▶ _Aim of the exercise_
Please copy every line of the data in which the string "state" appears.

▶ _Entries supplied_
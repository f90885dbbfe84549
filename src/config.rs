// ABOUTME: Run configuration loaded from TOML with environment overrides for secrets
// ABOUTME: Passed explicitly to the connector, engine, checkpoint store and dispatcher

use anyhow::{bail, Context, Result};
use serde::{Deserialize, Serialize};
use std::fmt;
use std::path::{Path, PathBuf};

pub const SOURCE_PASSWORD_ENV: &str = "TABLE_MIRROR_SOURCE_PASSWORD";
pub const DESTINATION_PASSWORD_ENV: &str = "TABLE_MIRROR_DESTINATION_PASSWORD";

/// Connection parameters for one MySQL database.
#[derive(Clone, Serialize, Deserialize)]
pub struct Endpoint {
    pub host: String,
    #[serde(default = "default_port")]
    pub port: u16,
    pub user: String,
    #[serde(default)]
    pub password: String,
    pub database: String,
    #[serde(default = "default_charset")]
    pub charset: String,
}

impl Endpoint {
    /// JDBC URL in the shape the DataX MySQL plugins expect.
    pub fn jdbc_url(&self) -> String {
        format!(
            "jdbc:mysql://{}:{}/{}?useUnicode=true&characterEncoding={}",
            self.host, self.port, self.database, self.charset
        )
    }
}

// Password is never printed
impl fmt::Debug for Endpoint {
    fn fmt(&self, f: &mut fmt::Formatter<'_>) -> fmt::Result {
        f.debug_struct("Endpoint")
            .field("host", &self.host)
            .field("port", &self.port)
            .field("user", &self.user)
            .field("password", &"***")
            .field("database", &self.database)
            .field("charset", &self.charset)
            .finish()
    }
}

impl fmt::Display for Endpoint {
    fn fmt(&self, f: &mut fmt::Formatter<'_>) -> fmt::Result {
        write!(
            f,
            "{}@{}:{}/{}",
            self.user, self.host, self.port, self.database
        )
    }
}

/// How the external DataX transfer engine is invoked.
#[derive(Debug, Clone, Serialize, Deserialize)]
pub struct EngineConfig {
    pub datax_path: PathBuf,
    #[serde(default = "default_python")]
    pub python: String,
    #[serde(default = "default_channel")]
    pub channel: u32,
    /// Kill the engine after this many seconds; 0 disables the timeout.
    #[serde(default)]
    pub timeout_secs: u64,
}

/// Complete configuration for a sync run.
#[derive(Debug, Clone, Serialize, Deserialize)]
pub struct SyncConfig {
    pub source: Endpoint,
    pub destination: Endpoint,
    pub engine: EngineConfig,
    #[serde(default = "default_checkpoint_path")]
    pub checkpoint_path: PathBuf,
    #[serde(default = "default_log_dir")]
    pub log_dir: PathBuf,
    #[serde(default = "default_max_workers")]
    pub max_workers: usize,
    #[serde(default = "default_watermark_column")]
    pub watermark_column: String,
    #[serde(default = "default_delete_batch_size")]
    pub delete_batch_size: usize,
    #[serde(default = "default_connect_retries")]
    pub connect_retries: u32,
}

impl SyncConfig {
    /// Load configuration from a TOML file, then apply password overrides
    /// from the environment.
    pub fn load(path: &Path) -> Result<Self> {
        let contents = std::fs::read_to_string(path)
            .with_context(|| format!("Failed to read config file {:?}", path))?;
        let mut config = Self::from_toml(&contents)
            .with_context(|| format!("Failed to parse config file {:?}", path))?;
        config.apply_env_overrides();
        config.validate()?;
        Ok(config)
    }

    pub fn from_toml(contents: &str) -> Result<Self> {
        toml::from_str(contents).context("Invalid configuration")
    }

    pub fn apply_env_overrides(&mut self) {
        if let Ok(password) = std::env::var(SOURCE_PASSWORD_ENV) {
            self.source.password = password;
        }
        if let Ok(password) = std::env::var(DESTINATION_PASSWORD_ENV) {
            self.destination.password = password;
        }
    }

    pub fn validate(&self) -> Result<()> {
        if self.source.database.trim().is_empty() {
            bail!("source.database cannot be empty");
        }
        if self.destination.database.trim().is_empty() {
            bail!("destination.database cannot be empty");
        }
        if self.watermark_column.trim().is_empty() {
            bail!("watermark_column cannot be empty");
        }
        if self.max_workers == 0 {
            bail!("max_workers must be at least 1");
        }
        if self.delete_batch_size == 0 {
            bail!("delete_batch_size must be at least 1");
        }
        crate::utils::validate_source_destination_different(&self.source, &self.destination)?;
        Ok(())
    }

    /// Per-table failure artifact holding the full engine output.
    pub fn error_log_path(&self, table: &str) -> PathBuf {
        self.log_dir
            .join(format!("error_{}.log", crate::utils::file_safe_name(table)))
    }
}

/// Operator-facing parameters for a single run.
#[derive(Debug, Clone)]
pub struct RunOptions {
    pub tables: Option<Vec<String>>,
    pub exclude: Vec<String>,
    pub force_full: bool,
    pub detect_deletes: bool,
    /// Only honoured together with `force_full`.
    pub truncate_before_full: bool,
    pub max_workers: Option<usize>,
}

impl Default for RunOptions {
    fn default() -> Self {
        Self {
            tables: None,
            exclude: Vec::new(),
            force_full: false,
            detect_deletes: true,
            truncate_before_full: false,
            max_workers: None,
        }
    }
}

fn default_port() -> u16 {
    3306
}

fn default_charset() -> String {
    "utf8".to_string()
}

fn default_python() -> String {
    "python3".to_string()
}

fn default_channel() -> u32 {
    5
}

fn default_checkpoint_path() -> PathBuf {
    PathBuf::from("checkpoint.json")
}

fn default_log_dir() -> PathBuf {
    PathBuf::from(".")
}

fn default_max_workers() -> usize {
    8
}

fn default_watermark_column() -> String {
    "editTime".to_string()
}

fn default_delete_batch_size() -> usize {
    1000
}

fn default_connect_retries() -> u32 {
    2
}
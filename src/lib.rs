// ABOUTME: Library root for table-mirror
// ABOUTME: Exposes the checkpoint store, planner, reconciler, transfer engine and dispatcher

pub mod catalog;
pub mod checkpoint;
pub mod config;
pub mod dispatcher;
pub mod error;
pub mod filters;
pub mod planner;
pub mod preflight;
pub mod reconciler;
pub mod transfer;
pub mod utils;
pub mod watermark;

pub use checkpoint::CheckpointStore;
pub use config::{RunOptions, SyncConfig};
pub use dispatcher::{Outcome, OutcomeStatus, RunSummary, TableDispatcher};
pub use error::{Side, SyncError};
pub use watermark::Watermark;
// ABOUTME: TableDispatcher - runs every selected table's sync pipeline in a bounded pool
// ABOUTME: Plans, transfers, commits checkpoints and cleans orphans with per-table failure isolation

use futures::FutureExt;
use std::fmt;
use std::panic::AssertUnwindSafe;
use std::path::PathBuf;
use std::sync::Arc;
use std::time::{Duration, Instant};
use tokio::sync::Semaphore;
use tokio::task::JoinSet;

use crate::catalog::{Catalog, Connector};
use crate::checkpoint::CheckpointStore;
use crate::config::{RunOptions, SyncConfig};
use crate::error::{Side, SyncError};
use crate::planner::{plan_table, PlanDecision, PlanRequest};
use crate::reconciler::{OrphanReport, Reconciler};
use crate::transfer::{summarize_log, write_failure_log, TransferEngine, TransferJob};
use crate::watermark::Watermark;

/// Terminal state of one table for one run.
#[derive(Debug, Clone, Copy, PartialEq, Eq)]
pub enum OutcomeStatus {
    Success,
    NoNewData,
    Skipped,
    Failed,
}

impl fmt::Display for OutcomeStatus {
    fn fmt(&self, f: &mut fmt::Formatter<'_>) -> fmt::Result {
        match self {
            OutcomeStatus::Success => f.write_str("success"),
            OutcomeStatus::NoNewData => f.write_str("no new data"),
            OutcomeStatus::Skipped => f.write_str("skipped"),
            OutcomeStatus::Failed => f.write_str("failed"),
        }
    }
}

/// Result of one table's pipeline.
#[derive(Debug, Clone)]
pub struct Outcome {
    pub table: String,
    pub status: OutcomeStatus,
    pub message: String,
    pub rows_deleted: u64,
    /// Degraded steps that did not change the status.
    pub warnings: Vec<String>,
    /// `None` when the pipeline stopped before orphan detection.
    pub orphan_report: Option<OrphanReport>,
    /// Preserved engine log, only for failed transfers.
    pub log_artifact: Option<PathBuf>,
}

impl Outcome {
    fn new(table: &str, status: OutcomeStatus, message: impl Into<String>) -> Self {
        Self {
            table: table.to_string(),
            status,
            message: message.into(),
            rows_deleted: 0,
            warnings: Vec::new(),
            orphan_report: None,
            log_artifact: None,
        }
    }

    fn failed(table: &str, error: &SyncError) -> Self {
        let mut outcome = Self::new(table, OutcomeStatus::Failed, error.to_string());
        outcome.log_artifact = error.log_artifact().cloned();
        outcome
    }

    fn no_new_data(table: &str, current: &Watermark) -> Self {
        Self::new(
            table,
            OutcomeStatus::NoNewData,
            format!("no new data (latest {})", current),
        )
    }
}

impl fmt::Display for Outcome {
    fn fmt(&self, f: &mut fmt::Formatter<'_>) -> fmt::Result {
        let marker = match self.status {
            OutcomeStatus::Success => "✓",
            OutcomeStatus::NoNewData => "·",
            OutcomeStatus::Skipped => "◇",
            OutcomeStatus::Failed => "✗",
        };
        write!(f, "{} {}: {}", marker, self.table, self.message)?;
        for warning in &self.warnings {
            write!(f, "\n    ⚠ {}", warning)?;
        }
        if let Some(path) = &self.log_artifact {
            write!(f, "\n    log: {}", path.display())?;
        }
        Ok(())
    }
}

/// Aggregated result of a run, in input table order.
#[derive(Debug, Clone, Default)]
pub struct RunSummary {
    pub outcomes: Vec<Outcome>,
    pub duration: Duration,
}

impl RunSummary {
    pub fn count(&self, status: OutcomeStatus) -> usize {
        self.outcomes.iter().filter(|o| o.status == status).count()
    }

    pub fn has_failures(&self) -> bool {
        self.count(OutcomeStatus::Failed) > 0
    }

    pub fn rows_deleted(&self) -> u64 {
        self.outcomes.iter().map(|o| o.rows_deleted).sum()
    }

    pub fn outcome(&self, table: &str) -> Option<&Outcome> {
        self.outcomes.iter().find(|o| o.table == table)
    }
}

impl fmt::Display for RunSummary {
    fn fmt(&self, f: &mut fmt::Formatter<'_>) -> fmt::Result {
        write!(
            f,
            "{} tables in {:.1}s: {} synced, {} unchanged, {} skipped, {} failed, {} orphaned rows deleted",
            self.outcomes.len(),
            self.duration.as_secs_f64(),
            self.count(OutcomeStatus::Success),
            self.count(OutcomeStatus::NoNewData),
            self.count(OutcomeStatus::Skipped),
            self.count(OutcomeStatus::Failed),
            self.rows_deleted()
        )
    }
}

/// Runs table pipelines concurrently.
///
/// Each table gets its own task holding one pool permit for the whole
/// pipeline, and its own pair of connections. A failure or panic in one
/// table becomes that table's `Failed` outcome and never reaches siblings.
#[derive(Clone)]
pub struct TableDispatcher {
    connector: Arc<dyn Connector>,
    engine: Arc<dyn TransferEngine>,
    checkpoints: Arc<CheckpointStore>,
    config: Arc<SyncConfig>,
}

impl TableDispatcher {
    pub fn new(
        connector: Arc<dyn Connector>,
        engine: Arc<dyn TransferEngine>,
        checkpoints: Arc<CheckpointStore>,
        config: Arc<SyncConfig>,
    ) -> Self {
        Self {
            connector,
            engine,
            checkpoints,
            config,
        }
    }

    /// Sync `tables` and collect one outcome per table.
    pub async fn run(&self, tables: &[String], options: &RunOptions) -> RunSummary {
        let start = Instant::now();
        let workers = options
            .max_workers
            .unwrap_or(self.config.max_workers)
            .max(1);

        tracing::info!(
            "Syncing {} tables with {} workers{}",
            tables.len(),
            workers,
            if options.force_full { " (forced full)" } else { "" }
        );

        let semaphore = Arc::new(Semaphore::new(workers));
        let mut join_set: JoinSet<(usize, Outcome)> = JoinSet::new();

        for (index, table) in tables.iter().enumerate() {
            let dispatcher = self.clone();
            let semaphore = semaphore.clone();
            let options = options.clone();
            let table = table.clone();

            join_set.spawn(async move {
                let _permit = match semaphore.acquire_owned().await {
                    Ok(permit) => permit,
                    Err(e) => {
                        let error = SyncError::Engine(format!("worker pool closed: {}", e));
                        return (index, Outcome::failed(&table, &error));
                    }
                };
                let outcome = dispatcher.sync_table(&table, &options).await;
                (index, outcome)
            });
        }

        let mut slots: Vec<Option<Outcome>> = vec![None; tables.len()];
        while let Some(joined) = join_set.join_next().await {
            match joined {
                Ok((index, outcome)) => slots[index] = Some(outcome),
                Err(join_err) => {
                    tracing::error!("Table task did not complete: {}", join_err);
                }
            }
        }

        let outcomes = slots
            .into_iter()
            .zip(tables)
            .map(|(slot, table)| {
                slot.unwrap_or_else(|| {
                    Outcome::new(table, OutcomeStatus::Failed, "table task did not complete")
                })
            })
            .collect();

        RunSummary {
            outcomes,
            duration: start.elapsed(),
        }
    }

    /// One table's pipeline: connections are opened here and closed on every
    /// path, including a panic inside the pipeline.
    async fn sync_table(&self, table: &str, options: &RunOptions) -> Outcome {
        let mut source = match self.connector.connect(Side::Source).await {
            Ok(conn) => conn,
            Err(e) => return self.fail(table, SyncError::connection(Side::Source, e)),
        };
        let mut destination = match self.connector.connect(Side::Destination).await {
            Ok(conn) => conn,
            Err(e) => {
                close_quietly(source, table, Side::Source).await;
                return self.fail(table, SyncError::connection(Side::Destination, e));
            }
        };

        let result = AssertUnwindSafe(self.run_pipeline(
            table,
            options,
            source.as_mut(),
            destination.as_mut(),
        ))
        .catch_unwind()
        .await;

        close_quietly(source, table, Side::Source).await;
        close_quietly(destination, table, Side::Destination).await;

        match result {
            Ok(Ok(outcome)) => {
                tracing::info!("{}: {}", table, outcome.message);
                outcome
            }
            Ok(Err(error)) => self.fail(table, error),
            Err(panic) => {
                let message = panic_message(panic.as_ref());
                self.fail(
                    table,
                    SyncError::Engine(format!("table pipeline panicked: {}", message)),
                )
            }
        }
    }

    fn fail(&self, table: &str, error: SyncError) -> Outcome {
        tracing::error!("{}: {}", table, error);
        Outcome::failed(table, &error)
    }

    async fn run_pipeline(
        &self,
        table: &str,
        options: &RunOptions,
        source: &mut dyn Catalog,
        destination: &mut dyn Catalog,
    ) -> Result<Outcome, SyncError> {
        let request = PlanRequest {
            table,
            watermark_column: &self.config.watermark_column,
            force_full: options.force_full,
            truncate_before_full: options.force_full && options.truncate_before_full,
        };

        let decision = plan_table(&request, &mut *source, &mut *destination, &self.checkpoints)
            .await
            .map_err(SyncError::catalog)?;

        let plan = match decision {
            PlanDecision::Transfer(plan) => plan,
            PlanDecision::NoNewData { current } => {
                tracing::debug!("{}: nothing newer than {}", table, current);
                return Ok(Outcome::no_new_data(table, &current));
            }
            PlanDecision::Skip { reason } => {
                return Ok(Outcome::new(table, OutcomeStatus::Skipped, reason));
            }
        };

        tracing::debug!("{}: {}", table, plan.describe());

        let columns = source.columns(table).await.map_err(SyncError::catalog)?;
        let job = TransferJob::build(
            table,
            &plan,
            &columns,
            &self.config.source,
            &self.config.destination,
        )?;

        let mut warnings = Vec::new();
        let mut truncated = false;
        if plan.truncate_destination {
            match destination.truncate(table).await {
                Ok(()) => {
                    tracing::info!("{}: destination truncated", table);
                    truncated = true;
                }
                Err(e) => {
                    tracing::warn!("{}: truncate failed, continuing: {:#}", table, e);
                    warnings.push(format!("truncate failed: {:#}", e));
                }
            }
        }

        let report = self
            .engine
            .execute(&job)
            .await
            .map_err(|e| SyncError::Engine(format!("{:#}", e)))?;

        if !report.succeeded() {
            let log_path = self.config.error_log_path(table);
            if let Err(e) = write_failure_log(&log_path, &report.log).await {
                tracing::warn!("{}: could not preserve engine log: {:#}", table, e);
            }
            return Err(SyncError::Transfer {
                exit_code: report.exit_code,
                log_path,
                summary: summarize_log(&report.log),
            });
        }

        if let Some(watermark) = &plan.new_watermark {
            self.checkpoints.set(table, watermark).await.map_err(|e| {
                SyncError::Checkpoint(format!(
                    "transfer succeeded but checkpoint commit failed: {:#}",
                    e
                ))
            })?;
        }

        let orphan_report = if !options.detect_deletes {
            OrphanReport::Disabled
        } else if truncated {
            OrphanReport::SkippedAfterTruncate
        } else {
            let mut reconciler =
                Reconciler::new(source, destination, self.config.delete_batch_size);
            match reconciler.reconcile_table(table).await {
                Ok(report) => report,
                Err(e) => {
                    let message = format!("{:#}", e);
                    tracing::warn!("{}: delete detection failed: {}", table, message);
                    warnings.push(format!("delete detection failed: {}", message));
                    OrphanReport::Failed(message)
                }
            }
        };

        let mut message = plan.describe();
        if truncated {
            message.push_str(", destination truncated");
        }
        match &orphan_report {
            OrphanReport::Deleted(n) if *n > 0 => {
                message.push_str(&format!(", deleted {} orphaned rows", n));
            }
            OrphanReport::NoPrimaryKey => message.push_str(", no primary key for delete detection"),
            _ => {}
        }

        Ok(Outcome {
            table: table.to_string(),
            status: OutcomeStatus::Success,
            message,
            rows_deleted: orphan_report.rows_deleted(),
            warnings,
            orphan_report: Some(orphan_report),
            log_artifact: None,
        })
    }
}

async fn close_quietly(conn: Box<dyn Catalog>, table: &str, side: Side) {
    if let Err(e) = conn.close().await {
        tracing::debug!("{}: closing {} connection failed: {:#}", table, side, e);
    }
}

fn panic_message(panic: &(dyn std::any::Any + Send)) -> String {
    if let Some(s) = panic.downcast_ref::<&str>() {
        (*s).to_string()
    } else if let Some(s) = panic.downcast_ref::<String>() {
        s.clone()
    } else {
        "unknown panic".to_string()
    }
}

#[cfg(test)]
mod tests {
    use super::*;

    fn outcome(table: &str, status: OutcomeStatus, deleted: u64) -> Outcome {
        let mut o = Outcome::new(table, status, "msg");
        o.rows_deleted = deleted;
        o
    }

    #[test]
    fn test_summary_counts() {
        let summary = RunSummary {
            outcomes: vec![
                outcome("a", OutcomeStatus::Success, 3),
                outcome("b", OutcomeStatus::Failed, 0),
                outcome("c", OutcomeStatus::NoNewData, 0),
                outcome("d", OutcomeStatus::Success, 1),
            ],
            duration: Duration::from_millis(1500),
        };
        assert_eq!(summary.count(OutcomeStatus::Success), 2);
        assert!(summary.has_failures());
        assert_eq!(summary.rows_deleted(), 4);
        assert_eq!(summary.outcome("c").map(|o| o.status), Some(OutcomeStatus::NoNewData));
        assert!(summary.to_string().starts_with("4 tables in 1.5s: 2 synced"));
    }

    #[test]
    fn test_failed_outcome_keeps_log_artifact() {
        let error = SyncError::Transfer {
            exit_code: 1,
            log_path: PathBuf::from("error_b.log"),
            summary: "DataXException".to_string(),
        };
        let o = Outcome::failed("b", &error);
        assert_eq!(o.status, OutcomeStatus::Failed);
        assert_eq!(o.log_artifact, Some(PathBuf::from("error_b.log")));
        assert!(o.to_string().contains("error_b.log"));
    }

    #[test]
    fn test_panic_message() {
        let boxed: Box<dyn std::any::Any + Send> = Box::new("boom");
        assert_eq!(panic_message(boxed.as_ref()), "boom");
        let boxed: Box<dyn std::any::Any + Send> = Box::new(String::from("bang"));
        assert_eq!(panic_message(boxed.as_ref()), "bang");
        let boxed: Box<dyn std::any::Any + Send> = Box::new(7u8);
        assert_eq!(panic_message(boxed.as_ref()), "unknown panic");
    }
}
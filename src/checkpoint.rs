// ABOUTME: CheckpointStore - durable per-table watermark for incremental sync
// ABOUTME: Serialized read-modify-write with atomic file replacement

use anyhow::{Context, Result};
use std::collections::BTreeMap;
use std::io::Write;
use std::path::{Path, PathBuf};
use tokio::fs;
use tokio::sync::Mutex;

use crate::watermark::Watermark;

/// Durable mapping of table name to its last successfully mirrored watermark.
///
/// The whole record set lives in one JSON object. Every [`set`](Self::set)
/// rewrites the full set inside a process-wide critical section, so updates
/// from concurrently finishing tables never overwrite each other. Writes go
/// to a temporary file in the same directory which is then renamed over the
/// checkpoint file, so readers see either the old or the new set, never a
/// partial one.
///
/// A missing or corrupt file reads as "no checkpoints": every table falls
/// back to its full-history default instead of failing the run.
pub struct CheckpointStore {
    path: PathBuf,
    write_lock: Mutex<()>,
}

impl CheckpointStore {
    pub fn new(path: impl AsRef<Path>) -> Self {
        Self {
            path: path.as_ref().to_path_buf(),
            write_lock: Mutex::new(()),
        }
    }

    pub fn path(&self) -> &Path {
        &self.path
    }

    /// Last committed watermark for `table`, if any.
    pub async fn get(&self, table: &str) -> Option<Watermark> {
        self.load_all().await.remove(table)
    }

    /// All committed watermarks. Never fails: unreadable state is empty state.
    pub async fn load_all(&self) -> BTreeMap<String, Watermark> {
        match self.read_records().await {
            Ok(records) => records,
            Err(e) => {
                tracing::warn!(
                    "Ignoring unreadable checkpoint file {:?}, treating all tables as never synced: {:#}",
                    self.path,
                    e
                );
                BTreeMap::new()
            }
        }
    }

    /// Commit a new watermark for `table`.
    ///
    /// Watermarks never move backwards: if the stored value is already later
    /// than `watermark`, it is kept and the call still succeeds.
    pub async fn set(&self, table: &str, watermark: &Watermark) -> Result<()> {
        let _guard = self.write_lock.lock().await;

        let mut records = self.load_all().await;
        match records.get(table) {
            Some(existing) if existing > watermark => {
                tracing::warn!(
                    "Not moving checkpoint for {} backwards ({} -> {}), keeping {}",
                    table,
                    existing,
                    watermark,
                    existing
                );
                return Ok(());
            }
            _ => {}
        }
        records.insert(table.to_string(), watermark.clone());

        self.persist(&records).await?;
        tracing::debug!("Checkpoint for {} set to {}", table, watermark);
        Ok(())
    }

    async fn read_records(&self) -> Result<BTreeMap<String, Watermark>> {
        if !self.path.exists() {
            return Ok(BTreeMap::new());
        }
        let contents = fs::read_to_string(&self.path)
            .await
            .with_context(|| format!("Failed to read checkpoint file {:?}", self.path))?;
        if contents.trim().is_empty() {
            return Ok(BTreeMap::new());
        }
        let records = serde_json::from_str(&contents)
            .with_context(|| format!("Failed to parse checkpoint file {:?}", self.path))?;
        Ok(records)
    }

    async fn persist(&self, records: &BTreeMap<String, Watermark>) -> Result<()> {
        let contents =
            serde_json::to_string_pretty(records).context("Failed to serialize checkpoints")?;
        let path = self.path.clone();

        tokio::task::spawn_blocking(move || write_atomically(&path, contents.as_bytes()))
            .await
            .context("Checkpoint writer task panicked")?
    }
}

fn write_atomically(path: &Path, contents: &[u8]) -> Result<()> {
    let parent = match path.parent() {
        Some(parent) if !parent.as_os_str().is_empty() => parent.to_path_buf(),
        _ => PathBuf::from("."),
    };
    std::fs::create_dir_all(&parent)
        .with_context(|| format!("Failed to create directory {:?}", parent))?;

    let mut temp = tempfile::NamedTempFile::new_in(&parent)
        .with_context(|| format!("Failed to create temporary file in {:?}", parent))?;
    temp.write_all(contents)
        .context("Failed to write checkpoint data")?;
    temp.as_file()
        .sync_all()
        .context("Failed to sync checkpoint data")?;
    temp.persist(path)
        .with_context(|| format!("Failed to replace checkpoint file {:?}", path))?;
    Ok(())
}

▶ _Task result_
/// Terminal state of one table for one run.
    /// All committed watermarks. Never fails: unreadable state is empty state.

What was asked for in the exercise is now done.